UPDATE: The below article was published May 16, 2022. The artist died a few weeks later, on June 12. For more, see “R.I.P. Hunter Reynolds, an Artist and Activist Who Explored AIDS and Gender.”
Hunter Reynolds, a deeply gifted and prolific artist and activist, has been documenting his journey as a gay man living through the AIDS epidemic since he was diagnosed with HIV in the initial days of the crisis. An early member of ACT UP and a cofounder of ART+ Positive, an ACT UP affinity group that battles homophobia and censorship in the arts, Reynolds, 62, has expressed his experiences to the world via photography, video, performance and installation.
For his alter ego, Patina du Prey, Reynolds’s creative articulation erupts in the designing and donning of sculptural gowns, including the epic Memorial Dress (1994), a black strapless ball gown with a hoopskirt that bears the names of 25,000 people who died of causes related to HIV. His work is profound, beautiful, at times startling and always ferociously honest.
Living amid the creative chaos of a Brooklyn artist’s apartment, Reynolds has been waging a war with another health challenge for nearly seven years: an aggressive skin cancer made more severe by his HIV. The dermatologist who diagnosed him grimly stated, “This will be what kills you.”

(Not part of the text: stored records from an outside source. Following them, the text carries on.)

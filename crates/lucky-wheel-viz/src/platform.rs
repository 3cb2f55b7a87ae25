//! Host probes and backends.
//!
//! In the browser the widget persists to `localStorage`, speaks through the
//! Web Speech API and registers an offline worker. Native builds persist to a
//! JSON file and fall back to alerts.

use std::cell::Cell;
use std::rc::Rc;

use lucky_wheel_core::{Capabilities, KeyValueStore, MemoryStore, SpeechSynth};

/// Everything the app needs from its host, resolved once at startup.
pub struct Host {
    pub capabilities: Capabilities,
    pub store: Box<dyn KeyValueStore>,
    pub speech: Option<Box<dyn SpeechSynth>>,
    /// Raised by the platform when its voice list changes.
    pub voices_changed: Rc<Cell<bool>>,
}

impl Host {
    /// Host with fixed capabilities and an in-memory store.
    pub fn in_memory(capabilities: Capabilities) -> Self {
        Self {
            capabilities,
            store: Box::new(MemoryStore::default()),
            speech: None,
            voices_changed: Rc::new(Cell::new(false)),
        }
    }
}

#[cfg(not(target_arch = "wasm32"))]
mod native {
    use std::path::Path;

    use lucky_wheel_core::{Capabilities, JsonFileStore, WheelConfig};
    use tracing::debug;

    use super::Host;

    impl Host {
        /// Native host: file-backed options when `data_dir` is given.
        ///
        /// There is no speech synthesis or offline worker; the configured
        /// user agent (if any) still selects the embedded code path.
        pub fn native(config: &WheelConfig, data_dir: Option<&Path>) -> Self {
            let user_agent = config.user_agent.as_deref().unwrap_or_default();
            let capabilities =
                Capabilities::resolve(user_agent, &config.embedded_marker, false, false);
            let mut host = Host::in_memory(capabilities);
            if let Some(dir) = data_dir {
                let store = JsonFileStore::in_dir(dir);
                debug!(path = %store.path().display(), "Using file-backed options");
                host.store = Box::new(store);
            }
            host
        }
    }
}

#[cfg(target_arch = "wasm32")]
mod web {
    use std::cell::Cell;
    use std::rc::Rc;

    use lucky_wheel_core::{
        plan_registration, Capabilities, KeyValueStore, RegistrationPlan, SpeechSynth, Utterance,
        Voice, WheelConfig, WheelError, WheelResult,
    };
    use tracing::{debug, warn};
    use wasm_bindgen::closure::Closure;
    use wasm_bindgen::{JsCast, JsValue};
    use web_sys::{SpeechSynthesis, SpeechSynthesisUtterance, SpeechSynthesisVoice};

    use super::Host;

    fn js_err(err: JsValue) -> WheelError {
        WheelError::storage(format!("{:?}", err))
    }

    fn has_property(target: &JsValue, name: &str) -> bool {
        js_sys::Reflect::has(target, &JsValue::from_str(name)).unwrap_or(false)
    }

    /// `window.localStorage`.
    pub struct LocalStorage {
        storage: web_sys::Storage,
    }

    impl LocalStorage {
        pub fn open() -> Option<Self> {
            let storage = web_sys::window()?.local_storage().ok().flatten()?;
            Some(Self { storage })
        }
    }

    impl KeyValueStore for LocalStorage {
        fn get(&self, key: &str) -> WheelResult<Option<String>> {
            self.storage.get_item(key).map_err(js_err)
        }

        fn set(&mut self, key: &str, value: &str) -> WheelResult<()> {
            self.storage.set_item(key, value).map_err(js_err)
        }

        fn remove(&mut self, key: &str) -> WheelResult<()> {
            self.storage.remove_item(key).map_err(js_err)
        }
    }

    /// `window.speechSynthesis`.
    pub struct BrowserSpeech {
        synth: SpeechSynthesis,
        _on_voices_changed: Closure<dyn FnMut()>,
    }

    impl BrowserSpeech {
        /// `None` when the browser has no speech synthesis.
        pub fn new(flag: Rc<Cell<bool>>, ctx: egui::Context) -> Option<Self> {
            let window = web_sys::window()?;
            if !has_property(&window, "speechSynthesis") {
                return None;
            }
            let synth = window.speech_synthesis().ok()?;
            let on_voices_changed = Closure::<dyn FnMut()>::new(move || {
                flag.set(true);
                ctx.request_repaint();
            });
            synth.set_onvoiceschanged(Some(on_voices_changed.as_ref().unchecked_ref()));
            Some(Self {
                synth,
                _on_voices_changed: on_voices_changed,
            })
        }

        fn platform_voices(&self) -> Vec<SpeechSynthesisVoice> {
            self.synth
                .get_voices()
                .iter()
                .filter_map(|voice| voice.dyn_into::<SpeechSynthesisVoice>().ok())
                .collect()
        }
    }

    impl SpeechSynth for BrowserSpeech {
        fn voices(&self) -> Vec<Voice> {
            self.platform_voices()
                .iter()
                .map(|voice| Voice::new(voice.name(), voice.lang()))
                .collect()
        }

        fn speak(&mut self, utterance: Utterance) {
            let native = match SpeechSynthesisUtterance::new_with_text(&utterance.text) {
                Ok(native) => native,
                Err(err) => {
                    warn!(error = ?err, "Could not create utterance");
                    return;
                }
            };
            native.set_lang(&utterance.lang);
            native.set_rate(utterance.rate);
            native.set_pitch(utterance.pitch);
            native.set_volume(utterance.volume);
            if let Some(wanted) = &utterance.voice {
                let voice = self
                    .platform_voices()
                    .into_iter()
                    .find(|v| v.name() == wanted.name && v.lang() == wanted.lang);
                native.set_voice(voice.as_ref());
            }
            self.synth.speak(&native);
        }
    }

    /// Reported client identification string.
    pub fn user_agent() -> String {
        web_sys::window()
            .and_then(|w| w.navigator().user_agent().ok())
            .unwrap_or_default()
    }

    fn offline_worker_supported() -> bool {
        web_sys::window()
            .map(|w| has_property(&w.navigator(), "serviceWorker"))
            .unwrap_or(false)
    }

    impl Host {
        /// Probe the browser once.
        pub fn browser(config: &WheelConfig, ctx: &egui::Context) -> Self {
            let voices_changed = Rc::new(Cell::new(false));
            let speech = BrowserSpeech::new(voices_changed.clone(), ctx.clone());
            let user_agent = config.user_agent.clone().unwrap_or_else(user_agent);
            let capabilities = Capabilities::resolve(
                &user_agent,
                &config.embedded_marker,
                speech.is_some(),
                offline_worker_supported(),
            );

            let mut host = Host::in_memory(capabilities);
            host.voices_changed = voices_changed;
            host.speech = speech.map(|s| Box::new(s) as Box<dyn SpeechSynth>);
            match LocalStorage::open() {
                Some(storage) => host.store = Box::new(storage),
                None => warn!("localStorage unavailable, options will not persist"),
            }
            host
        }
    }

    /// Register the offline caching worker when the plan allows it.
    pub fn register_offline_worker(capabilities: &Capabilities, path: &str) {
        let plan = plan_registration(capabilities, path);
        let RegistrationPlan::Register { path } = plan.clone() else {
            debug!(?plan, "Skipping offline worker registration");
            return;
        };
        let Some(window) = web_sys::window() else {
            return;
        };
        let promise = window.navigator().service_worker().register(&path);
        wasm_bindgen_futures::spawn_local(async move {
            let result = wasm_bindgen_futures::JsFuture::from(promise)
                .await
                .map(|_| ())
                .map_err(|err| format!("{:?}", err));
            match &result {
                Ok(()) => web_sys::console::log_1(&"ServiceWorker registration successful".into()),
                Err(err) => web_sys::console::log_1(
                    &format!("ServiceWorker registration failed: {}", err).into(),
                ),
            }
            plan.report(result);
        });
    }
}

#[cfg(target_arch = "wasm32")]
pub use web::register_offline_worker;

#[cfg(test)]
mod tests {
    use super::*;
    use lucky_wheel_core::WheelConfig;
    use tempfile::TempDir;

    #[test]
    fn test_native_host_defaults_to_standard_without_speech() {
        let host = Host::native(&WheelConfig::default(), None);
        assert!(!host.capabilities.is_embedded());
        assert!(!host.capabilities.has_speech());
        assert!(!host.capabilities.offline_cache);
        assert!(host.speech.is_none());
    }

    #[test]
    fn test_native_host_honors_user_agent_override() {
        let config = WheelConfig {
            user_agent: Some("Mozilla/5.0 MicroMessenger/8.0".to_string()),
            ..WheelConfig::default()
        };
        let host = Host::native(&config, None);
        assert!(host.capabilities.is_embedded());
    }

    #[test]
    fn test_native_host_uses_data_dir() {
        let temp_dir = TempDir::new().unwrap();
        let mut host = Host::native(&WheelConfig::default(), Some(temp_dir.path()));
        host.store.set("wheelOptions", "[]").unwrap();
        assert!(temp_dir.path().join("options.json").exists());
    }

    #[test]
    fn test_in_memory_host_keeps_capabilities() {
        let host = Host::in_memory(Capabilities::embedded());
        assert!(host.capabilities.is_embedded());
        assert!(!host.voices_changed.get());
    }
}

“It started with just superficial stuff, just like on the surface,” Reynolds says. But then it spread. “I had to replace my entire nose. That was like three years ago. Then a year and a half ago, they removed my right eye.” The doctors also removed his teeth. “They said, ‘We have to pull out all your teeth before the radiation because radiation to the face can cause bacterial infection, which can derail the entire radiation process,’” he says.
He now has several caretakers who wade in and out of his apartment as he powers through the challenges and fears that accompany this solemn diagnosis. Some days he feels good, and some days the pain and trauma of illness overwhelm him and keep him immobile.
“I’m on a steroid that really helps,” he says. “It’s allowed me to get my appetite back and work, get up and feel good during the day. But there are these breakout days when it’s just crazy pain.”
Despite all these challenges, Reynolds is still making art. “I’m finishing this mega epic piece. It’s going to be huge,” he says. “I’m working on my self-portrait. I’m working with people; I’m collaborating. I’m at the point where I’m feeling good and just trying to get the work done.
“Anyone going through this sort of thing, you just have to find the strength in yourself to have hope. Ray Navarro was a video activist, and he died at 26 years old. He was one of my best friends. He changed my life on his deathbed. He opened up like a flower to his death, and he used everyone around him to help him create everything he wanted before he died,” Reynolds says. “So you know how you do it? You do it. When I want to wither away, I just open up and do what I can do.”
Correction: An earlier version of this article stated an incorrect age for Hunter Reynolds.